ZURICH INSURANCE

Zweckheirat

Die Zurich Insurance braucht mindestens einen weiteren Monat, um sich über ihre Absichten mit der britischen RSA Insurance klar zu werden. Liebesheiraten sehen anders aus. Aber die Idee einer Verbindung zwischen den beiden Assekuranzkonzernen ist ja...

Zweckheirat

Die Zurich Insurance braucht mindestens einen weiteren Monat, um sich über ihre Absichten mit der britischen RSA Insurance klar zu werden. Liebesheiraten sehen anders aus. Aber die Idee einer Verbindung zwischen den beiden Assekuranzkonzernen ist ja auch nur das Produkt nüchterner Pragmatiker. Beide Seiten stehen unter erheblichem Zugzwang. Die RSA-Aktien waren in den vergangenen Jahren eine Luftnummer, und erst das Interesse der Zurich hat daran etwas geändert. Große Investoren wie der erst im vergangenen Jahr zugestiegene Investmentfonds Cevian Capital (13,1 %) wären einem guten Angebot der Schweizer zweifellos mehr zugeneigt als einer potenziell langwierigen Fortsetzung des Restrukturierungsprozesses mit unsicherem Ausgang.Unter Druck steht aber auch die Zurich Insurance mit ihrem Chef Martin Senn, dem die Investoren schon seit geraumer Zeit zu wenig Wachstum und zu wenig Mut zum Risiko vorhalten. Seit Anfang 2010, als Senn die Leitung des Unternehmens übernommen hatte, legten die Aktien nur rund 15 % zu.
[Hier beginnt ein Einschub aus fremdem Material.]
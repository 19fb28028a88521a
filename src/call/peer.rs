//! A single peer connection: browser-shaped signaling/connection state
//! machines over one UDP socket, with candidate gathering at construction
//! and a background connectivity checker once negotiation completes.

use std::net::SocketAddr;
use std::sync::Arc;
use std::time::Duration;

use anyhow::{Context, Result};
use tokio::net::UdpSocket;
use tokio::sync::watch;
use tokio::task::JoinHandle;
use tokio::time::{self, timeout, Instant};
use tracing::{debug, info, warn};

use super::ice::{
    self, CandidateType, IceCandidate, IceCredentials, Transport,
};
use super::sdp::{self, RemoteDescription, SdpType, SessionDescription};
use super::turn::IceServerConfig;
use super::CallError;

/// Consecutive missed keepalives before the connection is declared lost.
const KEEPALIVE_MAX_MISSES: u32 = 3;
const KEEPALIVE_INTERVAL: Duration = Duration::from_secs(5);

#[derive(Debug, Clone, Copy, PartialEq, Eq)]
pub enum SignalingState {
    Stable,
    HaveLocalOffer,
    HaveRemoteOffer,
    Closed,
}

#[derive(Debug, Clone, Copy, PartialEq, Eq)]
pub enum ConnectionState {
    New,
    Connecting,
    Connected,
    Disconnected,
    Failed,
    Closed,
}

pub struct PeerConnection {
    socket: Arc<UdpSocket>,
    local_creds: IceCredentials,
    local_candidates: Vec<IceCandidate>,
    local_description: Option<SessionDescription>,
    remote: Option<RemoteDescription>,
    remote_candidates: Vec<IceCandidate>,
    signaling_state: SignalingState,
    state_tx: watch::Sender<ConnectionState>,
    state_rx: watch::Receiver<ConnectionState>,
    checker: Option<JoinHandle<()>>,
    controlling: bool,
    tie_breaker: u64,
    session_id: u64,
}

impl PeerConnection {
    /// Binds the transport socket and gathers host plus (best effort)
    /// server-reflexive candidates.
    pub async fn new(config: &IceServerConfig, controlling: bool) -> Result<Self> {
        let socket = Arc::new(
            UdpSocket::bind("0.0.0.0:0")
                .await
                .context("failed to bind call socket")?,
        );
        let host = ice::host_candidate(&socket)
            .await
            .context("host candidate gathering failed")?;
        let mut local_candidates = vec![host.clone()];

        if let Some(stun) = config.stun_host() {
            match ice::srflx_candidate(&socket, &stun, &host).await {
                Ok(Some(srflx)) => {
                    debug!("server-reflexive candidate {}:{}", srflx.address, srflx.port);
                    local_candidates.push(srflx);
                }
                Ok(None) => debug!("no NAT between us and {stun}"),
                Err(e) => debug!("server-reflexive gathering via {stun} failed: {e:#}"),
            }
        }

        let mut id_bytes = [0u8; 8];
        getrandom::getrandom(&mut id_bytes)
            .map_err(|e| anyhow::anyhow!("rng failure: {e}"))?;
        let tie_breaker = u64::from_be_bytes(id_bytes);

        let (state_tx, state_rx) = watch::channel(ConnectionState::New);
        Ok(PeerConnection {
            socket,
            local_creds: IceCredentials::generate()?,
            local_candidates,
            local_description: None,
            remote: None,
            remote_candidates: Vec::new(),
            signaling_state: SignalingState::Stable,
            state_tx,
            state_rx,
            checker: None,
            controlling,
            tie_breaker,
            session_id: tie_breaker >> 1,
        })
    }

    pub fn signaling_state(&self) -> SignalingState {
        self.signaling_state
    }

    pub fn connection_state(&self) -> ConnectionState {
        *self.state_rx.borrow()
    }

    pub fn subscribe(&self) -> watch::Receiver<ConnectionState> {
        self.state_tx.subscribe()
    }

    #[cfg(test)]
    pub(crate) fn set_connection_state_for_tests(&self, state: ConnectionState) {
        self.state_tx.send_replace(state);
    }

    pub fn local_candidates(&self) -> &[IceCandidate] {
        &self.local_candidates
    }

    pub fn has_remote_description(&self) -> bool {
        self.remote.is_some()
    }

    /// Remote candidates in the order they were applied.
    pub fn remote_candidates(&self) -> &[IceCandidate] {
        &self.remote_candidates
    }

    fn local_ip(&self) -> String {
        self.local_candidates
            .first()
            .map(|c| c.address.to_string())
            .unwrap_or_else(|| "0.0.0.0".to_string())
    }

    fn local_port(&self) -> u16 {
        self.local_candidates.first().map(|c| c.port).unwrap_or(9)
    }

    pub fn create_offer(&self, with_video: bool) -> Result<SessionDescription, CallError> {
        if self.signaling_state != SignalingState::Stable {
            return Err(CallError::InvalidState(self.signaling_state));
        }
        Ok(SessionDescription {
            kind: SdpType::Offer,
            sdp: sdp::build_description(
                self.session_id,
                &self.local_ip(),
                self.local_port(),
                &self.local_creds,
                with_video,
            ),
        })
    }

    pub fn create_answer(&self, with_video: bool) -> Result<SessionDescription, CallError> {
        if self.signaling_state != SignalingState::HaveRemoteOffer {
            return Err(CallError::InvalidState(self.signaling_state));
        }
        // Never answer with more media sections than offered.
        let offer_video = self.remote.as_ref().map(|r| r.has_video).unwrap_or(false);
        Ok(SessionDescription {
            kind: SdpType::Answer,
            sdp: sdp::build_description(
                self.session_id,
                &self.local_ip(),
                self.local_port(),
                &self.local_creds,
                with_video && offer_video,
            ),
        })
    }

    pub fn set_local_description(&mut self, desc: SessionDescription) -> Result<(), CallError> {
        let next = match (self.signaling_state, desc.kind) {
            (SignalingState::Stable, SdpType::Offer) => SignalingState::HaveLocalOffer,
            (SignalingState::HaveRemoteOffer, SdpType::Answer) => SignalingState::Stable,
            _ => return Err(CallError::InvalidState(self.signaling_state)),
        };
        self.local_description = Some(desc);
        self.signaling_state = next;
        self.maybe_start_checker();
        Ok(())
    }

    pub fn set_remote_description(&mut self, kind: SdpType, raw: &str) -> Result<(), CallError> {
        let next = match (self.signaling_state, kind) {
            (SignalingState::Stable, SdpType::Offer) => SignalingState::HaveRemoteOffer,
            (SignalingState::HaveLocalOffer, SdpType::Answer) => SignalingState::Stable,
            _ => return Err(CallError::InvalidState(self.signaling_state)),
        };
        let remote = sdp::parse_description(raw)?;
        self.remote = Some(remote);
        self.signaling_state = next;
        self.maybe_start_checker();
        Ok(())
    }

    /// Applies one trickled candidate. Requires the remote description;
    /// the caller buffers candidates that arrive earlier.
    pub fn add_remote_candidate(&mut self, candidate: IceCandidate) -> Result<()> {
        anyhow::ensure!(
            self.remote.is_some(),
            "candidate before remote description"
        );
        anyhow::ensure!(
            self.signaling_state != SignalingState::Closed,
            "connection is closed"
        );
        self.remote_candidates.push(candidate);
        self.maybe_start_checker();
        Ok(())
    }

    /// Spawns the connectivity checker once negotiation has produced both
    /// descriptions and at least one usable candidate. Runs at most once per
    /// connection.
    fn maybe_start_checker(&mut self) {
        if self.checker.is_some()
            || self.signaling_state != SignalingState::Stable
            || self.local_description.is_none()
        {
            return;
        }
        let Some(remote) = &self.remote else { return };
        let targets: Vec<IceCandidate> = self
            .remote_candidates
            .iter()
            .filter(|c| c.transport == Transport::Udp && c.component == 1)
            .cloned()
            .collect();
        if targets.is_empty() {
            return;
        }
        let remote_creds = IceCredentials {
            ufrag: remote.ufrag.clone(),
            pwd: remote.pwd.clone(),
        };
        info!("starting connectivity checks against {s} candidate(s)", s = targets.len());
        self.checker = Some(tokio::spawn(run_checker(
            self.socket.clone(),
            targets,
            self.local_creds.clone(),
            remote_creds,
            self.controlling,
            self.tie_breaker,
            self.state_tx.clone(),
        )));
    }

    pub fn close(&mut self) {
        if let Some(checker) = self.checker.take() {
            checker.abort();
        }
        self.signaling_state = SignalingState::Closed;
        self.state_tx.send_replace(ConnectionState::Closed);
    }
}

impl Drop for PeerConnection {
    fn drop(&mut self) {
        if let Some(checker) = self.checker.take() {
            checker.abort();
        }
    }
}

/// Checks candidates highest priority first, then keeps the selected pair
/// alive. Publishes state transitions on the watch channel.
async fn run_checker(
    socket: Arc<UdpSocket>,
    mut targets: Vec<IceCandidate>,
    local_creds: IceCredentials,
    remote_creds: IceCredentials,
    controlling: bool,
    tie_breaker: u64,
    state_tx: watch::Sender<ConnectionState>,
) {
    state_tx.send_replace(ConnectionState::Connecting);
    targets.sort_by(|a, b| b.priority.cmp(&a.priority));

    let mut selected: Option<SocketAddr> = None;
    for candidate in &targets {
        match ice::check_candidate(
            &socket,
            candidate.socket_addr(),
            &local_creds,
            &remote_creds,
            controlling,
            tie_breaker,
        )
        .await
        {
            Ok(addr) => {
                info!(
                    "selected {} candidate {addr}",
                    match candidate.candidate_type {
                        CandidateType::Host => "host",
                        CandidateType::ServerReflexive => "srflx",
                        CandidateType::PeerReflexive => "prflx",
                        CandidateType::Relay => "relay",
                    }
                );
                selected = Some(addr);
                break;
            }
            Err(e) => debug!("candidate {} unreachable: {e}", candidate.socket_addr()),
        }
    }

    let Some(peer_addr) = selected else {
        warn!("all {} remote candidate(s) failed connectivity checks", targets.len());
        state_tx.send_replace(ConnectionState::Failed);
        return;
    };
    state_tx.send_replace(ConnectionState::Connected);

    // Keepalive: a binding check every interval. Answer the peer's checks
    // between our own.
    let mut misses = 0u32;
    let mut buf = [0u8; 1500];
    loop {
        let next_check = Instant::now() + KEEPALIVE_INTERVAL;
        loop {
            let remaining = next_check.saturating_duration_since(Instant::now());
            if remaining.is_zero() {
                break;
            }
            let Ok(Ok((len, from))) = timeout(remaining, socket.recv_from(&mut buf)).await else {
                break;
            };
            if let Ok(msg) = ice::parse_message(&buf[..len]) {
                if msg.is_binding_request() {
                    ice::respond_to_request(&socket, &buf[..len], &msg, from, &local_creds).await;
                }
            }
        }
        match ice::check_candidate(
            &socket,
            peer_addr,
            &local_creds,
            &remote_creds,
            controlling,
            tie_breaker,
        )
        .await
        {
            Ok(_) => misses = 0,
            Err(_) => {
                misses += 1;
                debug!("keepalive miss {misses}/{KEEPALIVE_MAX_MISSES} for {peer_addr}");
                if misses >= KEEPALIVE_MAX_MISSES {
                    warn!("peer {peer_addr} stopped answering keepalives");
                    state_tx.send_replace(ConnectionState::Disconnected);
                    return;
                }
                // Pull the next attempt forward rather than waiting a full
                // interval while the path is suspect.
                time::sleep(Duration::from_millis(500)).await;
            }
        }
    }
}
//! Studio CLI - command-line client for podcast studio calls
//!
//! Joins a studio over the signaling server, negotiates a peer call, and
//! records synchronized chunked uploads alongside the other participant.

mod call;
mod config;
mod media;
mod recording;
mod signaling;
mod studio;

use anyhow::Result;
use clap::{Parser, Subcommand};
use tracing_subscriber::{layer::SubscriberExt, util::SubscriberInitExt};

use config::Config;

#[derive(Parser)]
#[command(name = "studio-cli")]
#[command(about = "CLI client for podcast studio calls and recordings", long_about = None)]
struct Cli {
    #[command(subcommand)]
    command: Commands,

    /// Enable verbose logging
    #[arg(short, long, global = true)]
    verbose: bool,
}

#[derive(Subcommand)]
enum Commands {
    /// Join a studio and stay in the call until `leave`
    Join {
        /// Studio (podcast) identifier to join
        podcast_id: String,

        /// Account identity; the studio creator is the recording host
        #[arg(short, long)]
        user_id: Option<String>,

        /// Offer a camera track in addition to the microphone
        #[arg(long)]
        video: bool,

        /// Simulate a denied camera/microphone permission prompt (debug)
        #[arg(long, hide = true)]
        deny_media: bool,
    },

    /// Show or update the stored configuration
    Config {
        /// Signaling websocket URL (e.g. wss://sig.example.com/ws)
        #[arg(long)]
        signaling_url: Option<String>,

        /// Backend API base URL
        #[arg(long)]
        api_url: Option<String>,

        /// Upload service base URL
        #[arg(long)]
        upload_url: Option<String>,

        /// Web app base URL (used for invite links)
        #[arg(long)]
        app_url: Option<String>,

        /// Default account identity for `join`
        #[arg(long)]
        user_id: Option<String>,
    },
}

#[tokio::main]
async fn main() -> Result<()> {
    let cli = Cli::parse();

    // Initialize logging
    let filter = if cli.verbose { "debug" } else { "info" };
    tracing_subscriber::registry()
        .with(
            tracing_subscriber::EnvFilter::try_from_default_env().unwrap_or_else(|_| filter.into()),
        )
        .with(tracing_subscriber::fmt::layer().with_target(false))
        .init();

    match cli.command {
        Commands::Join {
            podcast_id,
            user_id,
            video,
            deny_media,
        } => {
            let config = Config::load()?;
            let user_id = user_id
                .or_else(|| config.user_id.clone())
                .ok_or_else(|| {
                    anyhow::anyhow!("no user id; pass --user-id or set one via `config`")
                })?;
            studio::run(
                &config,
                studio::StudioOpts {
                    podcast_id,
                    user_id,
                    with_video: video,
                    deny_media,
                },
            )
            .await?;
        }
        Commands::Config {
            signaling_url,
            api_url,
            upload_url,
            app_url,
            user_id,
        } => {
            let mut config = Config::load()?;
            let changed = signaling_url.is_some()
                || api_url.is_some()
                || upload_url.is_some()
                || app_url.is_some()
                || user_id.is_some();
            if let Some(url) = signaling_url {
                config.signaling_url = url;
            }
            if let Some(url) = api_url {
                config.api_base_url = url;
            }
            if let Some(url) = upload_url {
                config.upload_base_url = url;
            }
            if let Some(url) = app_url {
                config.app_base_url = url;
            }
            if let Some(id) = user_id {
                config.user_id = Some(id);
            }
            if changed {
                config.save()?;
                tracing::info!("configuration saved");
            }
            println!("signaling_url = {}", config.signaling_url);
            println!("api_base_url  = {}", config.api_base_url);
            println!("upload_base_url = {}", config.upload_base_url);
            println!("app_base_url  = {}", config.app_base_url);
            println!("user_id = {}", config.user_id.as_deref().unwrap_or("(unset)"));
        }
    }

    Ok(())
}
Sie liegen damit weit hinter dem Stoxx Europe 600 Insurance Index zurück, der in der gleichen Zeit 75 % zugelegt hat. Die Zurich-Investoren sind unzufrieden, und Senn müsste deshalb ein großes Interesse an einem strategischen Befreiungsschlag haben. Es steht ihm dafür sogar ein Überschusskapital von 3 Mrd. Dollar zur Verfügung, um die größte Übernahme des Versicherungskonzerns seit 18 Jahren zu stemmen.Ein beherzter Zug könnte der etwas eingeschlafenen Karriere des 58-jährigen Baslers in der Tat frischen Schwung verleihen, doch klar ist: Ein Missgriff würde das sofortige Ende seiner Laufbahn bedeuten. Im Zweifelsfall hätte Senn natürlich weiterhin die Möglichkeit, den RSA-Deal abzublasen und die überschüssigen Mittel in Fortsetzung der bisherigen Praxis an die Aktionäre zurückzuführen.Ein solcher Entscheid wäre insofern auch nicht abwegig, als die Zurich-Aktionäre bislang noch wenig Begeisterung für einen Kauf von RSA erkennen ließen, schiebt die einstige Royal Insurance and Sun Alliance doch ein größeres Problem mit der Pensionskasse vor sich her. Die Kursentwicklung der Zurich-Aktien zeigt aber auch, dass die alte, defensive Strategie bei den Eigentümern nicht mehr allzu viele Freunde hat. Senn kann das Dilemma nur auflösen, wenn er den Kauf zu einem Preis abschließt, den seine Aktionäre klar als günstig einstufen. Er kann deshalb nur hoffen, dass der Leidensdruck der RSA-Aktionäre größer ist als sein eigener.